Do you know what's terrible? I wasn’t upset that this fallen little man slept with someone else, I sprinkled ashes on my head for my nagging.


I sincerely believed that I should return him and slow down. That since he wanted to get married, then he is the one and I need to change myself, become more loyal to his shortcomings, more patient, forgive and start all over again.


Of course, you already know the sequel. You can guess that I started drinking with him, going to nightclubs, skipping school, and generally becoming more cynical than I was.


Girls, if you tried to imitate your imperfect man only on the assumption that he was the one, then let the world cry, because this is the greatest stupidity of the weak half of humanity.

So what could I do then.

First, do not start a relationship with an alcoholic at all. In Russia, despite the supposed genetic predisposition, there are still men who do not abuse alcohol.

Secondly, I could recognize his psychoticism even in his first hysteria and drive it away.

Thirdly, after he stopped picking up the phone and calling himself, it was worth leaving everything de facto. It was worth completely immersing yourself in studying, and maybe even working part-time, so that there was no time left for stupid thoughts.
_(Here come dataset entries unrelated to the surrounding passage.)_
//! Orchestration of service calls around the open draft.
//!
//! ## Learning: Generations Instead of Cancellation
//!
//! A load can still be in flight when the user selects another space. We
//! cannot cancel the request, so each load captures the space name and a
//! generation number. [`SyncController::finish_load`] drops any response
//! whose capture no longer matches the controller. `deselect` and every new
//! load bump the generation.
//!
//! The split `begin_load` / [`LoadRequest::fetch`] / `finish_load` API exists
//! for hosts that keep handling input while a request is pending.
//! [`SyncController::load_space`] runs the three steps back to back.

use std::sync::Arc;

use zonekit_model::{
    Area, Domain, ErrorCode, FieldTag, Normalized, SpaceData, SpaceSummary, ValidationError,
};

use crate::catalog::{AreaFilter, EntityCatalog};
use crate::command::DraftCommand;
use crate::draft::SpaceDraftStore;
use crate::event::{EventBus, SyncEvent};
use crate::service::{DEFAULT_DOMAINS, ServiceResult, ZoneService};
use crate::validation::ValidationErrorIndex;
use crate::{CoreError, CoreResult};

/// What the controller is waiting for.
#[derive(Debug, Clone, Copy, PartialEq, Eq, Default)]
pub enum SyncState {
    #[default]
    Idle,
    Loading,
    Saving,
    Refreshing,
    Creating,
    Deleting,
    FetchingCatalog,
}

/// Result of applying a load response.
#[derive(Debug, Clone, Copy, PartialEq, Eq)]
pub enum LoadStatus {
    /// The draft was replaced
    Loaded,
    /// The response belonged to an outdated request
    Discarded,
}

/// Result of a save the service answered.
#[derive(Debug, Clone, Copy, PartialEq, Eq)]
pub enum SaveStatus {
    Saved,
    /// Rejected with this many validation errors
    Rejected(usize),
}

/// A load that has been started but not yet sent.
#[derive(Debug, Clone)]
pub struct LoadRequest {
    space: String,
    generation: u64,
    refresh: bool,
}

impl LoadRequest {
    /// Returns the requested space.
    pub fn space(&self) -> &str {
        &self.space
    }

    /// Sends the request.
    pub async fn fetch(self, service: &dyn ZoneService) -> PendingLoad {
        tracing::debug!(space = %self.space, generation = self.generation, "fetching space");
        let result = service.get_space(&self.space).await;
        PendingLoad {
            request: self,
            result,
        }
    }
}

/// A load response waiting to be applied.
#[derive(Debug)]
pub struct PendingLoad {
    request: LoadRequest,
    result: ServiceResult<SpaceData>,
}

impl PendingLoad {
    /// Returns the requested space.
    pub fn space(&self) -> &str {
        &self.request.space
    }
}

/// Owns the open draft and reconciles it with the service.
pub struct SyncController {
    service: Arc<dyn ZoneService>,
    events: EventBus,
    domains: Vec<Domain>,
    default_filter: AreaFilter,

    state: SyncState,
    generation: u64,
    selected: Option<String>,
    draft: Option<SpaceDraftStore>,

    /// Errors reported while no space is open
    detached_errors: ValidationErrorIndex,

    spaces: Vec<SpaceSummary>,
    areas: Vec<Area>,
    catalog: EntityCatalog,
}
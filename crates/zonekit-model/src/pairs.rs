//! Paired-list editing for zone neighbor relations.
//!
//! ## Learning: Parallel Vectors
//!
//! A row here is spread across three `Vec`s instead of one `Vec<Row>`,
//! because that is the shape the service stores and validates. The price is
//! that every structural edit must touch all three vectors at the same index.
//!
//! Only `set_value` and `replace_column` may leave the columns with different
//! lengths. `normalize_length` repairs that, using `neighbors` as the
//! reference length.

use serde::{Deserialize, Serialize};
use std::fmt;
use std::str::FromStr;

use crate::{EntityId, ModelError};

/// One of the three parallel columns of a [`PairedList`].
#[derive(Debug, Clone, Copy, PartialEq, Eq, Hash, Serialize, Deserialize)]
#[serde(rename_all = "snake_case")]
pub enum PairColumn {
    /// Neighboring zone sensor
    Neighbors,
    /// Far counterpart of the neighbor
    FarNeighbors,
    /// Light group associated with the neighbor
    NeighborGroups,
}

impl PairColumn {
    /// All columns, in row order.
    pub const ALL: [PairColumn; 3] = [
        PairColumn::Neighbors,
        PairColumn::FarNeighbors,
        PairColumn::NeighborGroups,
    ];

    /// Returns the wire name of the column.
    pub fn as_str(&self) -> &'static str {
        match self {
            PairColumn::Neighbors => "neighbors",
            PairColumn::FarNeighbors => "far_neighbors",
            PairColumn::NeighborGroups => "neighbor_groups",
        }
    }
}

impl fmt::Display for PairColumn {
    fn fmt(&self, f: &mut fmt::Formatter<'_>) -> fmt::Result {
        f.write_str(self.as_str())
    }
}

impl FromStr for PairColumn {
    type Err = ModelError;

    fn from_str(s: &str) -> Result<Self, Self::Err> {
        PairColumn::ALL
            .into_iter()
            .find(|column| column.as_str() == s)
            .ok_or_else(|| ModelError::UnknownColumn(s.to_string()))
    }
}

/// What [`PairedList::normalize_length`] had to do.
#[derive(Debug, Clone, Copy, Default, PartialEq, Eq)]
pub struct Normalized {
    /// Placeholders appended to short columns
    pub padded: usize,
    /// Values cut from long columns
    pub truncated: usize,
    /// Non-empty values among the truncated ones
    pub dropped: usize,
}

impl Normalized {
    /// Returns true if nothing changed.
    pub fn is_noop(&self) -> bool {
        self.padded == 0 && self.truncated == 0
    }

    /// Returns true if truncation discarded a chosen entity.
    pub fn lost_data(&self) -> bool {
        self.dropped > 0
    }
}

impl std::ops::AddAssign for Normalized {
    fn add_assign(&mut self, rhs: Self) {
        self.padded += rhs.padded;
        self.truncated += rhs.truncated;
        self.dropped += rhs.dropped;
    }
}

/// A borrowed view of one aligned row.
#[derive(Debug, Clone, Copy, PartialEq, Eq)]
pub struct PairRow<'a> {
    pub neighbor: &'a str,
    pub far_neighbor: &'a str,
    pub neighbor_group: &'a str,
}

/// Three parallel entity lists edited in lockstep.
#[derive(Debug, Clone, Default, PartialEq, Eq, Serialize, Deserialize)]
pub struct PairedList {
    #[serde(default)]
    neighbors: Vec<EntityId>,

    #[serde(default)]
    far_neighbors: Vec<EntityId>,

    #[serde(default)]
    neighbor_groups: Vec<EntityId>,
}

impl PairedList {
    /// Creates an empty list.
    pub fn new() -> Self {
        Self::default()
    }

    /// Builds a list from raw columns without repairing their lengths.
    pub fn from_columns(
        neighbors: Vec<EntityId>,
        far_neighbors: Vec<EntityId>,
        neighbor_groups: Vec<EntityId>,
    ) -> Self {
        Self {
            neighbors,
            far_neighbors,
            neighbor_groups,
        }
    }

    // ==================== Getters ====================

    /// Returns the number of rows, measured on `neighbors`.
    pub fn len(&self) -> usize {
        self.neighbors.len()
    }

    /// Returns true if there are no rows.
    pub fn is_empty(&self) -> bool {
        self.neighbors.is_empty()
    }

    /// Returns true if all three columns have the same length.
    pub fn is_aligned(&self) -> bool {
        self.far_neighbors.len() == self.neighbors.len()
            && self.neighbor_groups.len() == self.neighbors.len()
    }

    /// Returns one column.
    pub fn column(&self, column: PairColumn) -> &[EntityId] {
        match column {
            PairColumn::Neighbors => &self.neighbors,
            PairColumn::FarNeighbors => &self.far_neighbors,
            PairColumn::NeighborGroups => &self.neighbor_groups,
        }
    }

    fn column_mut(&mut self, column: PairColumn) -> &mut Vec<EntityId> {
        match column {
            PairColumn::Neighbors => &mut self.neighbors,
            PairColumn::FarNeighbors => &mut self.far_neighbors,
            PairColumn::NeighborGroups => &mut self.neighbor_groups,
        }
    }

    /// Returns the row at `index`. Cells missing from a short column read as empty.
    pub fn row(&self, index: usize) -> Option<PairRow<'_>> {
        fn cell(values: &[EntityId], index: usize) -> &str {
            values.get(index).map_or("", String::as_str)
        }

        self.neighbors.get(index).map(|neighbor| PairRow {
            neighbor: neighbor.as_str(),
            far_neighbor: cell(&self.far_neighbors, index),
            neighbor_group: cell(&self.neighbor_groups, index),
        })
    }

    /// Iterates over all rows.
    pub fn rows(&self) -> impl Iterator<Item = PairRow<'_>> + '_ {
        (0..self.len()).filter_map(|index| self.row(index))
    }

    /// Returns true if `value` appears in `column`.
    pub fn contains(&self, column: PairColumn, value: &str) -> bool {
        self.column(column).iter().any(|v| v == value)
    }

    // ==================== Editing ====================

    /// Inserts an empty row at `at` (end when `None`) and returns its index.
    ///
    /// Indices past the end are clamped, so this never fails.
    pub fn insert_pair(&mut self, at: Option<usize>) -> usize {
        let len = self.neighbors.len();
        let at = at.map_or(len, |index| index.min(len));

        for column in PairColumn::ALL {
            let values = self.column_mut(column);
            let index = at.min(values.len());
            values.insert(index, EntityId::new());
        }

        at
    }

    /// Removes the row at `index` from every column.
    ///
    /// Returns false and changes nothing if `index` is out of bounds.
    pub fn remove_pair(&mut self, index: usize) -> bool {
        if index >= self.neighbors.len() {
            return false;
        }

        for column in PairColumn::ALL {
            let values = self.column_mut(column);
            if index < values.len() {
                values.remove(index);
            }
        }

        true
    }

    /// Replaces one cell. The other columns are left alone.
    ///
    /// A short column is padded up to `index`, but only within the rows
    /// that exist (or one cell past its own end). Returns false and changes
    /// nothing for an index beyond that.
    pub fn set_value(
        &mut self,
        index: usize,
        column: PairColumn,
        value: impl Into<EntityId>,
    ) -> bool {
        let rows = self.neighbors.len();
        let values = self.column_mut(column);
        if index > rows.max(values.len()) {
            return false;
        }
        if index >= values.len() {
            values.resize(index + 1, EntityId::new());
        }
        values[index] = value.into();
        true
    }

    /// Replaces a whole column without resyncing the others.
    pub fn replace_column(&mut self, column: PairColumn, values: Vec<EntityId>) {
        *self.column_mut(column) = values;
    }

    /// Moves the row at `from` so that it ends up at `to`.
    ///
    /// Returns false if the indices are equal or either is out of bounds.
    pub fn move_pair(&mut self, from: usize, to: usize) -> bool {
        let len = self.neighbors.len();
        if from == to || from >= len || to >= len {
            return false;
        }

        let needed = from.max(to) + 1;
        for column in PairColumn::ALL {
            let values = self.column_mut(column);
            if values.len() < needed {
                values.resize(needed, EntityId::new());
            }
            let item = values.remove(from);
            values.insert(to, item);
        }

        true
    }

    /// Pads or truncates `far_neighbors` and `neighbor_groups` to `len()`.
    pub fn normalize_length(&mut self) -> Normalized {
        let len = self.neighbors.len();
        let mut report = Normalized::default();

        for column in [PairColumn::FarNeighbors, PairColumn::NeighborGroups] {
            let values = self.column_mut(column);
            if values.len() < len {
                report.padded += len - values.len();
                values.resize(len, EntityId::new());
            } else if values.len() > len {
                let tail = values.split_off(len);
                report.truncated += tail.len();
                report.dropped += tail.iter().filter(|v| !v.is_empty()).count();
            }
        }

        report
    }
}
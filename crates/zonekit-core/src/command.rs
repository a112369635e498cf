//! Command interface for draft edits.
//!
//! ## Learning: The Command Pattern
//!
//! Edits are values:
//! - A presentation layer turns gestures into `DraftCommand`s
//! - Commands can be logged, queued or replayed
//! - `execute` is the single dispatch point into [`SpaceDraftStore`]

use zonekit_model::{EntityId, PairColumn, ZoneField};

use crate::draft::{DraftResult, SpaceDraftStore};

/// An edit to the open space.
#[derive(Debug, Clone, PartialEq, Eq)]
pub enum DraftCommand {
    AddZone {
        key: EntityId,
    },
    RenameZone {
        from: EntityId,
        to: EntityId,
    },
    RemoveZone {
        key: EntityId,
    },
    SetField {
        zone: EntityId,
        field: ZoneField,
        values: Vec<EntityId>,
    },
    InsertPair {
        zone: EntityId,
        at: Option<usize>,
    },
    RemovePair {
        zone: EntityId,
        index: usize,
    },
    SetPairValue {
        zone: EntityId,
        index: usize,
        column: PairColumn,
        value: EntityId,
    },
    MovePair {
        zone: EntityId,
        from: usize,
        to: usize,
    },
}

impl DraftCommand {
    /// Returns the display name for this command.
    pub fn display_name(&self) -> &'static str {
        match self {
            DraftCommand::AddZone { .. } => "Add Zone",
            DraftCommand::RenameZone { .. } => "Rename Zone",
            DraftCommand::RemoveZone { .. } => "Remove Zone",
            DraftCommand::SetField { .. } => "Set Field",
            DraftCommand::InsertPair { .. } => "Add Pair",
            DraftCommand::RemovePair { .. } => "Remove Pair",
            DraftCommand::SetPairValue { .. } => "Set Pair Value",
            DraftCommand::MovePair { .. } => "Move Pair",
        }
    }

    /// Returns the key of the zone the command addresses.
    pub fn zone(&self) -> &str {
        match self {
            DraftCommand::AddZone { key } | DraftCommand::RemoveZone { key } => key,
            DraftCommand::RenameZone { from, .. } => from,
            DraftCommand::SetField { zone, .. }
            | DraftCommand::InsertPair { zone, .. }
            | DraftCommand::RemovePair { zone, .. }
            | DraftCommand::SetPairValue { zone, .. }
            | DraftCommand::MovePair { zone, .. } => zone,
        }
    }

    /// Applies the command to a draft.
    pub fn execute(self, store: &mut SpaceDraftStore) -> DraftResult<()> {
        tracing::trace!(command = self.display_name(), zone = self.zone(), "executing");

        match self {
            DraftCommand::AddZone { key } => store.add_zone(key),
            DraftCommand::RenameZone { from, to } => store.rename_zone(&from, to).map(|_| ()),
            DraftCommand::RemoveZone { key } => {
                store.remove_zone(&key);
                Ok(())
            }
            DraftCommand::SetField {
                zone,
                field,
                values,
            } => {
                store.set_field(&zone, field, values);
                Ok(())
            }
            DraftCommand::InsertPair { zone, at } => {
                store.insert_pair(&zone, at);
                Ok(())
            }
            DraftCommand::RemovePair { zone, index } => {
                store.remove_pair(&zone, index);
                Ok(())
            }
            DraftCommand::SetPairValue {
                zone,
                index,
                column,
                value,
            } => {
                store.set_pair_value(&zone, index, column, value);
                Ok(())
            }
            DraftCommand::MovePair { zone, from, to } => {
                store.move_pair(&zone, from, to);
                Ok(())
            }
        }
    }
}
//! Editor configuration.
//!
//! ## Learning: Serde for Serialization
//!
//! `#[serde(default)]` uses `Default::default()` for missing fields, so a
//! config file only needs the keys it wants to change.

use serde::{Deserialize, Serialize};
use std::path::{Path, PathBuf};

use zonekit_model::Domain;

use crate::catalog::AreaFilter;
use crate::service::DEFAULT_DOMAINS;

/// Main configuration.
#[derive(Debug, Clone, Default, Serialize, Deserialize)]
#[serde(default)]
pub struct Config {
    /// Local store settings
    pub store: StoreConfig,

    /// Entity catalog settings
    pub catalog: CatalogConfig,

    /// Draft editing settings
    pub editor: EditorConfig,
}

impl Config {
    /// Loads config from the default location, falling back to defaults.
    pub fn load() -> Self {
        match Self::load_from_default_path() {
            Ok(config) => config,
            Err(e) => {
                tracing::warn!("Failed to load config, using defaults: {}", e);
                Self::default()
            }
        }
    }

    /// Loads config from a file.
    pub fn load_from(path: impl AsRef<Path>) -> Result<Self, ConfigError> {
        let content = std::fs::read_to_string(path.as_ref())?;
        let config: Self = toml::from_str(&content)?;
        Ok(config)
    }

    /// Loads from the default config path.
    fn load_from_default_path() -> Result<Self, ConfigError> {
        let path = Self::default_path()?;
        if path.exists() {
            Self::load_from(&path)
        } else {
            Ok(Self::default())
        }
    }

    /// Returns the default config file path.
    pub fn default_path() -> Result<PathBuf, ConfigError> {
        let config_dir = dirs::config_dir().ok_or(ConfigError::NoConfigDir)?;
        Ok(config_dir.join("zonekit").join("config.toml"))
    }

    /// Saves the config to a file, creating parent directories.
    pub fn save_to(&self, path: impl AsRef<Path>) -> Result<(), ConfigError> {
        let path = path.as_ref();
        if let Some(parent) = path.parent() {
            std::fs::create_dir_all(parent)?;
        }
        let content = toml::to_string_pretty(self)?;
        std::fs::write(path, content)?;
        Ok(())
    }
}

/// Local store configuration.
#[derive(Debug, Clone, Serialize, Deserialize)]
#[serde(default)]
pub struct StoreConfig {
    /// Path of the JSON store file
    pub path: PathBuf,
}

impl StoreConfig {
    /// Returns the default store path under the user data directory.
    pub fn default_path() -> PathBuf {
        dirs::data_dir()
            .unwrap_or_else(|| PathBuf::from("."))
            .join("zonekit")
            .join("zones.json")
    }
}

impl Default for StoreConfig {
    fn default() -> Self {
        Self {
            path: Self::default_path(),
        }
    }
}

/// Entity catalog configuration.
#[derive(Debug, Clone, Serialize, Deserialize)]
#[serde(default)]
pub struct CatalogConfig {
    /// Domains requested from the service
    pub domains: Vec<Domain>,

    /// Area applied on startup (empty = all areas)
    pub default_area: String,
}

impl CatalogConfig {
    /// Returns the startup area filter.
    pub fn default_filter(&self) -> AreaFilter {
        AreaFilter::from_id(&self.default_area)
    }
}

impl Default for CatalogConfig {
    fn default() -> Self {
        Self {
            domains: DEFAULT_DOMAINS.to_vec(),
            default_area: String::new(),
        }
    }
}

/// Draft editing configuration.
#[derive(Debug, Clone, Serialize, Deserialize)]
#[serde(default)]
pub struct EditorConfig {
    /// Maximum lights in a zone's own light group (0 = unlimited)
    pub light_group_limit: usize,

    /// Warn before a save truncates overlong pair lists
    pub warn_on_truncate: bool,
}

impl Default for EditorConfig {
    fn default() -> Self {
        Self {
            light_group_limit: 1,
            warn_on_truncate: true,
        }
    }
}

/// Configuration errors.
#[derive(Debug, thiserror::Error)]
pub enum ConfigError {
    #[error("Config directory not found")]
    NoConfigDir,

    #[error("IO error: {0}")]
    Io(#[from] std::io::Error),

    #[error("Parse error: {0}")]
    Parse(#[from] toml::de::Error),

    #[error("Serialize error: {0}")]
    Serialize(#[from] toml::ser::Error),
}
//! A single zone's editable record.

use serde::{Deserialize, Serialize};
use std::fmt;
use std::str::FromStr;

use crate::pairs::{PairColumn, PairedList};
use crate::{EntityId, ModelError};

/// Editable fields of a zone.
#[derive(Debug, Clone, Copy, PartialEq, Eq, Hash, Serialize, Deserialize)]
#[serde(rename_all = "snake_case")]
pub enum ZoneField {
    /// The zone's defining sensor (its key in the space)
    ZoneKey,
    Neighbors,
    FarNeighbors,
    NeighborGroups,
    /// The zone's own light group
    LightGroup,
}

impl ZoneField {
    /// Returns the wire name of the field.
    pub fn as_str(&self) -> &'static str {
        match self {
            ZoneField::ZoneKey => "zone_key",
            ZoneField::Neighbors => "neighbors",
            ZoneField::FarNeighbors => "far_neighbors",
            ZoneField::NeighborGroups => "neighbor_groups",
            ZoneField::LightGroup => "light_group",
        }
    }

    /// Returns the pair column backing this field, if any.
    pub fn pair_column(&self) -> Option<PairColumn> {
        match self {
            ZoneField::Neighbors => Some(PairColumn::Neighbors),
            ZoneField::FarNeighbors => Some(PairColumn::FarNeighbors),
            ZoneField::NeighborGroups => Some(PairColumn::NeighborGroups),
            ZoneField::ZoneKey | ZoneField::LightGroup => None,
        }
    }
}

impl From<PairColumn> for ZoneField {
    fn from(column: PairColumn) -> Self {
        match column {
            PairColumn::Neighbors => ZoneField::Neighbors,
            PairColumn::FarNeighbors => ZoneField::FarNeighbors,
            PairColumn::NeighborGroups => ZoneField::NeighborGroups,
        }
    }
}

impl fmt::Display for ZoneField {
    fn fmt(&self, f: &mut fmt::Formatter<'_>) -> fmt::Result {
        f.write_str(self.as_str())
    }
}

impl FromStr for ZoneField {
    type Err = ModelError;

    fn from_str(s: &str) -> Result<Self, Self::Err> {
        match s {
            "zone_key" => Ok(ZoneField::ZoneKey),
            "light_group" => Ok(ZoneField::LightGroup),
            other => other
                .parse::<PairColumn>()
                .map(ZoneField::from)
                .map_err(|_| ModelError::UnknownField(other.to_string())),
        }
    }
}

/// One zone of a space.
///
/// The zone key is not stored here; it is the key of the map that owns the
/// zone, so renaming never has to keep two copies in sync.
#[derive(Debug, Clone, Default, PartialEq, Eq, Serialize, Deserialize)]
pub struct ZoneDraft {
    #[serde(flatten)]
    pairs: PairedList,

    #[serde(default)]
    light_group: Vec<EntityId>,
}

impl ZoneDraft {
    /// Creates a zone with no neighbors and no light group.
    pub fn new() -> Self {
        Self::default()
    }

    /// Creates a zone from its parts.
    pub fn from_parts(pairs: PairedList, light_group: Vec<EntityId>) -> Self {
        Self { pairs, light_group }
    }

    /// Returns the neighbor rows.
    pub fn pairs(&self) -> &PairedList {
        &self.pairs
    }

    /// Returns the neighbor rows for editing.
    pub fn pairs_mut(&mut self) -> &mut PairedList {
        &mut self.pairs
    }

    /// Returns the zone's own light group.
    pub fn light_group(&self) -> &[EntityId] {
        &self.light_group
    }

    /// Replaces a list field wholesale.
    ///
    /// Returns false for [`ZoneField::ZoneKey`], which is not a list.
    pub fn set_field(&mut self, field: ZoneField, values: Vec<EntityId>) -> bool {
        match (field, field.pair_column()) {
            (ZoneField::LightGroup, _) => {
                self.light_group = values;
                true
            }
            (_, Some(column)) => {
                self.pairs.replace_column(column, values);
                true
            }
            (_, None) => false,
        }
    }

    /// Returns the rows where `key` is listed as its own neighbor or far neighbor.
    pub fn self_references<'a>(
        &'a self,
        key: &'a str,
    ) -> impl Iterator<Item = (PairColumn, usize)> + 'a {
        [PairColumn::Neighbors, PairColumn::FarNeighbors]
            .into_iter()
            .flat_map(move |column| {
                self.pairs
                    .column(column)
                    .iter()
                    .enumerate()
                    .filter(move |(_, value)| value.as_str() == key)
                    .map(move |(index, _)| (column, index))
            })
    }
}

#[cfg(test)]
mod tests {
    use super::*;

    #[test]
    fn test_field_names_round_trip() {
        for field in [
            ZoneField::ZoneKey,
            ZoneField::Neighbors,
            ZoneField::FarNeighbors,
            ZoneField::NeighborGroups,
            ZoneField::LightGroup,
        ] {
            assert_eq!(field.as_str().parse::<ZoneField>().unwrap(), field);
        }
        assert!("zones".parse::<ZoneField>().is_err());
    }

    #[test]
    fn test_set_field() {
        let mut zone = ZoneDraft::new();
        assert!(zone.set_field(ZoneField::LightGroup, vec!["light.a".into()]));
        assert!(zone.set_field(ZoneField::Neighbors, vec!["sensor.b".into()]));
        assert!(!zone.set_field(ZoneField::ZoneKey, vec!["sensor.z".into()]));

        assert_eq!(zone.light_group(), ["light.a"]);
        assert_eq!(zone.pairs().len(), 1);
        assert!(!zone.pairs().is_aligned());
    }

    #[test]
    fn test_self_references() {
        let mut zone = ZoneDraft::new();
        zone.set_field(
            ZoneField::Neighbors,
            vec!["sensor.b".into(), "sensor.a".into()],
        );
        zone.set_field(ZoneField::FarNeighbors, vec!["sensor.a".into(), "".into()]);

        let hits: Vec<_> = zone.self_references("sensor.a").collect();
        assert_eq!(
            hits,
            [(PairColumn::Neighbors, 1), (PairColumn::FarNeighbors, 0)]
        );
    }
}
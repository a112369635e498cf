//! Cache of selectable sensors and lights.

use indexmap::IndexSet;

use zonekit_model::{Domain, EntityEntry, EntityId, ZoneField};

/// Area restriction applied when fetching the catalog.
#[derive(Debug, Clone, Default, PartialEq, Eq)]
pub enum AreaFilter {
    /// No restriction
    #[default]
    All,
    /// Entities assigned to one area
    Area(String),
}

impl AreaFilter {
    /// Interprets an area id, treating the empty string as "all areas".
    pub fn from_id(id: &str) -> Self {
        let id = id.trim();
        if id.is_empty() {
            AreaFilter::All
        } else {
            AreaFilter::Area(id.to_string())
        }
    }

    /// Returns the id to send to the service, `None` for all areas.
    pub fn area_id(&self) -> Option<&str> {
        match self {
            AreaFilter::All => None,
            AreaFilter::Area(id) => Some(id),
        }
    }
}

/// Selectable entities for the current area filter.
///
/// The catalog is rebuilt wholesale whenever the filter changes and is never
/// edited in place.
#[derive(Debug, Clone, Default)]
pub struct EntityCatalog {
    filter: AreaFilter,
    sensors: IndexSet<EntityId>,
    lights: IndexSet<EntityId>,
}

impl EntityCatalog {
    /// Creates an empty, unfiltered catalog.
    pub fn new() -> Self {
        Self::default()
    }

    /// Builds a catalog from a service listing. Other domains are ignored.
    pub fn from_entries(
        filter: AreaFilter,
        entries: impl IntoIterator<Item = EntityEntry>,
    ) -> Self {
        let mut sensors = IndexSet::new();
        let mut lights = IndexSet::new();

        for entry in entries {
            match entry.domain {
                Domain::Sensor => {
                    sensors.insert(entry.entity_id);
                }
                Domain::Light => {
                    lights.insert(entry.entity_id);
                }
                Domain::Other => {}
            }
        }

        Self {
            filter,
            sensors,
            lights,
        }
    }

    /// Returns the filter this catalog was built for.
    pub fn filter(&self) -> &AreaFilter {
        &self.filter
    }

    /// Returns the selectable sensors.
    pub fn sensors(&self) -> &IndexSet<EntityId> {
        &self.sensors
    }

    /// Returns the selectable lights.
    pub fn lights(&self) -> &IndexSet<EntityId> {
        &self.lights
    }

    /// Returns the options offered for a zone field.
    pub fn options_for(&self, field: ZoneField) -> &IndexSet<EntityId> {
        match field {
            ZoneField::ZoneKey | ZoneField::Neighbors | ZoneField::FarNeighbors => &self.sensors,
            ZoneField::NeighborGroups | ZoneField::LightGroup => &self.lights,
        }
    }

    /// Returns true if `value` may be chosen for `field`: empty or listed.
    pub fn is_selectable(&self, field: ZoneField, value: &str) -> bool {
        value.is_empty() || self.options_for(field).contains(value)
    }

    /// Returns the total number of entities.
    pub fn len(&self) -> usize {
        self.sensors.len() + self.lights.len()
    }

    /// Returns true if the catalog is empty.
    pub fn is_empty(&self) -> bool {
        self.sensors.is_empty() && self.lights.is_empty()
    }
}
Every evening I returned from university to a rented apartment, where my neighbor regularly worked or slept after a night out, and cried in the bathroom.

I hardly ate, I got hooked on “The Sims” (this is a computer game), and if my friend could stay with me for a little while, I occupied her ears and made her depressed.


It was a difficult period, I took Corvalol twice in order to somehow fall asleep. Thank God, I clearly understood the harm of antidepressants and psychiatrists and did not go for “help.”

Zhanna, that same neighbor, had been on antidepressants years earlier because of her boyfriend’s infidelity. What did it cost her? There was barely life… She tried to commit suicide one night while on medication.

Yes, you heard right. Not before or after taking them, but during. Before the intervention of psychotherapists, Zhanna simply suffered and cried, her threats of suicide were just words, which alarmed her parents.

But after a week of taking psychotropic drugs, Zhanna got up at night while the “convoy” was sleeping and went to commit suicide.

Her parents woke up in time and stopped her. This was followed by a difficult period of rehabilitation with withdrawal symptoms, but she coped with it and stopped taking the terrible drugs.

I, taught by her experience, clearly defined my life: “I will never take any drugs to treat mental pain.”


Corvalol was the only weak drug that I wanted to use as therapy.

But in the end it wasn’t he who helped, but you know what?